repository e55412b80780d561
use crate::config::DemoSettings;
use crate::core::{Demo, DemoKind};
use crate::patterns::{
    adapter, command, composite, decorator, facade, factory_method, iterator, observer, proxy,
    singleton, state, strategy, template_method,
};

/// Builds the Executor for `kind`, wiring in its section of `settings`.
pub fn build_demo(kind: DemoKind, settings: &DemoSettings) -> Box<dyn Demo> {
    match kind {
        DemoKind::Strategy => Box::new(strategy::Executor::new(settings.strategy.quack)),
        DemoKind::Observer => Box::new(observer::Executor),
        DemoKind::Decorator => Box::new(decorator::Executor::new(
            settings.decorator.source,
            settings.decorator.text.clone(),
        )),
        DemoKind::FactoryMethod => Box::new(factory_method::Executor),
        DemoKind::Singleton => Box::new(singleton::Executor),
        DemoKind::Command => Box::new(command::Executor::new(
            settings.command.device_code.clone(),
        )),
        DemoKind::Adapter => Box::new(adapter::Executor),
        DemoKind::Facade => Box::new(facade::Executor::new(
            settings.facade.role,
            settings.facade.item.clone(),
        )),
        DemoKind::TemplateMethod => Box::new(template_method::Executor),
        DemoKind::Iterator => Box::new(iterator::Executor),
        DemoKind::Composite => Box::new(composite::Executor),
        DemoKind::State => Box::new(state::Executor::new(settings.state.gumballs)),
        DemoKind::Proxy => Box::new(proxy::Executor::new(
            settings.proxy.machine_id,
            settings.proxy.new_ball_count,
            settings.proxy.latency(),
        )),
    }
}
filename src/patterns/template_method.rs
//! Template Method: the beverage recipe is fixed, individual steps are not.

use crate::domain::model::DemoKind;
use crate::domain::ports::Demo;
use crate::utils::error::Result;
use std::io::Write;

pub trait CaffeineBeverage {
    fn brew(&self, out: &mut dyn Write) -> Result<()>;
    fn add_condiments(&self, out: &mut dyn Write) -> Result<()>;

    /// Hook: beverages may opt out of the condiment step.
    fn wants_condiments(&self) -> bool {
        true
    }

    /// The recipe itself. Implementors customise steps, never their order.
    fn prepare(&self, out: &mut dyn Write) -> Result<()> {
        boil_water(out)?;
        self.brew(out)?;
        pour_in_cup(out)?;
        if self.wants_condiments() {
            self.add_condiments(out)?;
        }
        Ok(())
    }
}

fn boil_water(out: &mut dyn Write) -> Result<()> {
    writeln!(out, "Boiling water...")?;
    Ok(())
}

fn pour_in_cup(out: &mut dyn Write) -> Result<()> {
    writeln!(out, "Pouring in cup...")?;
    Ok(())
}

pub struct Coffee {
    with_condiments: bool,
}

impl Coffee {
    pub fn new() -> Self {
        Self {
            with_condiments: true,
        }
    }

    pub fn black() -> Self {
        Self {
            with_condiments: false,
        }
    }
}

impl Default for Coffee {
    fn default() -> Self {
        Self::new()
    }
}

impl CaffeineBeverage for Coffee {
    fn brew(&self, out: &mut dyn Write) -> Result<()> {
        writeln!(out, "Dripping Coffee through filter.")?;
        Ok(())
    }

    fn add_condiments(&self, out: &mut dyn Write) -> Result<()> {
        writeln!(out, "Adding sugar.")?;
        Ok(())
    }

    fn wants_condiments(&self) -> bool {
        self.with_condiments
    }
}

pub struct GreenTea;

impl CaffeineBeverage for GreenTea {
    fn brew(&self, out: &mut dyn Write) -> Result<()> {
        writeln!(out, "Steeping the tea.")?;
        Ok(())
    }

    fn add_condiments(&self, out: &mut dyn Write) -> Result<()> {
        writeln!(out, " - None to add. - ")?;
        Ok(())
    }
}

pub struct Executor;

impl Demo for Executor {
    fn kind(&self) -> DemoKind {
        DemoKind::TemplateMethod
    }

    fn run(&self, out: &mut dyn Write) -> Result<()> {
        let coffee = Coffee::new();
        let black_coffee = Coffee::black();
        let beverages: [(&str, &dyn CaffeineBeverage); 3] = [
            ("Coffee", &coffee),
            ("Green tea", &GreenTea),
            ("Black coffee", &black_coffee),
        ];
        for (name, beverage) in beverages {
            writeln!(out, "-- {} --", name)?;
            beverage.prepare(out)?;
        }
        Ok(())
    }
}

#[cfg(test)]
mod tests {
    use super::*;

    fn prepared(beverage: &dyn CaffeineBeverage) -> Vec<String> {
        let mut out = Vec::new();
        beverage.prepare(&mut out).unwrap();
        String::from_utf8(out)
            .unwrap()
            .lines()
            .map(str::to_string)
            .collect()
    }

    #[test]
    fn test_coffee_follows_recipe() {
        assert_eq!(
            prepared(&Coffee::new()),
            [
                "Boiling water...",
                "Dripping Coffee through filter.",
                "Pouring in cup...",
                "Adding sugar."
            ]
        );
    }

    #[test]
    fn test_tea_customises_steps() {
        assert_eq!(
            prepared(&GreenTea),
            [
                "Boiling water...",
                "Steeping the tea.",
                "Pouring in cup...",
                " - None to add. - "
            ]
        );
    }

    #[test]
    fn test_hook_skips_condiments() {
        let steps = prepared(&Coffee::black());
        assert_eq!(steps.len(), 3);
        assert_eq!(steps.last().map(String::as_str), Some("Pouring in cup..."));
    }
}
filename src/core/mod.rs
pub mod registry;
pub mod runner;

pub use crate::domain::model::DemoKind;
pub use crate::domain::ports::Demo;
pub use crate::utils::error::Result;
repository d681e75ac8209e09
use std::collections::HashSet;

use chrono::{DateTime, Duration, Utc};
use jsonwebtoken::{Algorithm, DecodingKey, EncodingKey, Header, Validation};
use thiserror::Error;

use crate::claims::{TokenClaims, TokenValidationError, validate_claims};
use crate::state::Identity;

#[derive(Debug, Error, Clone, PartialEq, Eq)]
pub enum TokenError {
    /// Bad signature, wrong algorithm, or not a JWT at all.
    #[error("malformed or forged token: {0}")]
    Invalid(String),

    #[error(transparent)]
    Claims(#[from] TokenValidationError),

    #[error("token has an empty subject")]
    EmptySubject,

    #[error("failed to sign token: {0}")]
    Signing(String),
}

/// Verifies bearer tokens. The middleware only sees this seam.
pub trait TokenValidator: Send + Sync {
    fn validate(&self, token: &str, now: DateTime<Utc>) -> Result<Identity, TokenError>;
}

/// HMAC-SHA256 token issuer and validator sharing one secret.
#[derive(Clone)]
pub struct Hs256TokenService {
    encoding: EncodingKey,
    decoding: DecodingKey,
    ttl: Duration,
}

impl core::fmt::Debug for Hs256TokenService {
    fn fmt(&self, f: &mut core::fmt::Formatter<'_>) -> core::fmt::Result {
        f.debug_struct("Hs256TokenService")
            .field("ttl", &self.ttl)
            .finish_non_exhaustive()
    }
}

impl Hs256TokenService {
    /// Compiled-in signing key used when nothing else is configured.
    pub const DEFAULT_SECRET: &'static str = "mySuperSecretKeyDoNotShareWithAnyoneMustBeLongEnough";

    /// One day.
    pub const DEFAULT_TTL_SECS: i64 = 86_400;

    pub fn new(secret: &[u8], ttl: Duration) -> Self {
        Self {
            encoding: EncodingKey::from_secret(secret),
            decoding: DecodingKey::from_secret(secret),
            ttl,
        }
    }

    pub fn with_default_ttl(secret: &[u8]) -> Self {
        Self::new(secret, Duration::seconds(Self::DEFAULT_TTL_SECS))
    }

    pub fn ttl(&self) -> Duration {
        self.ttl
    }

    /// Sign a token for `identity`, valid from `now` for the configured TTL.
    pub fn issue(&self, identity: &Identity, now: DateTime<Utc>) -> Result<String, TokenError> {
        let claims = TokenClaims::new(identity.username(), now, now + self.ttl);
        jsonwebtoken::encode(&Header::new(Algorithm::HS256), &claims, &self.encoding)
            .map_err(|e| TokenError::Signing(e.to_string()))
    }

    /// Check the signature only; the time window is checked by `validate_claims`
    /// against the caller's clock.
    fn decode(&self, token: &str) -> Result<TokenClaims, TokenError> {
        let mut validation = Validation::new(Algorithm::HS256);
        validation.validate_exp = false;
        validation.required_spec_claims = HashSet::new();
        validation.leeway = 0;

        jsonwebtoken::decode::<TokenClaims>(token, &self.decoding, &validation)
            .map(|data| data.claims)
            .map_err(|e| TokenError::Invalid(e.to_string()))
    }
}

impl TokenValidator for Hs256TokenService {
    fn validate(&self, token: &str, now: DateTime<Utc>) -> Result<Identity, TokenError> {
        let claims = self.decode(token)?;
        validate_claims(&claims, now)?;

        if claims.sub.trim().is_empty() {
            return Err(TokenError::EmptySubject);
        }
        Ok(Identity::new(claims.sub))
    }
}
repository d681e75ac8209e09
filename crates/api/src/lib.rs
//! HTTP API: server wiring, routing, and request/response mapping.

pub mod app;
pub mod config;
pub mod context;
pub mod middleware;
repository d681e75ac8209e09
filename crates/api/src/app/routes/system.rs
use axum::http::StatusCode;

pub async fn health() -> StatusCode {
    StatusCode::OK
}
━━━━━━━━━━
Exercise requirements =>
Find how many lines of the listing include the word "derive" and answer with that count by itself.

Result of this task =>
2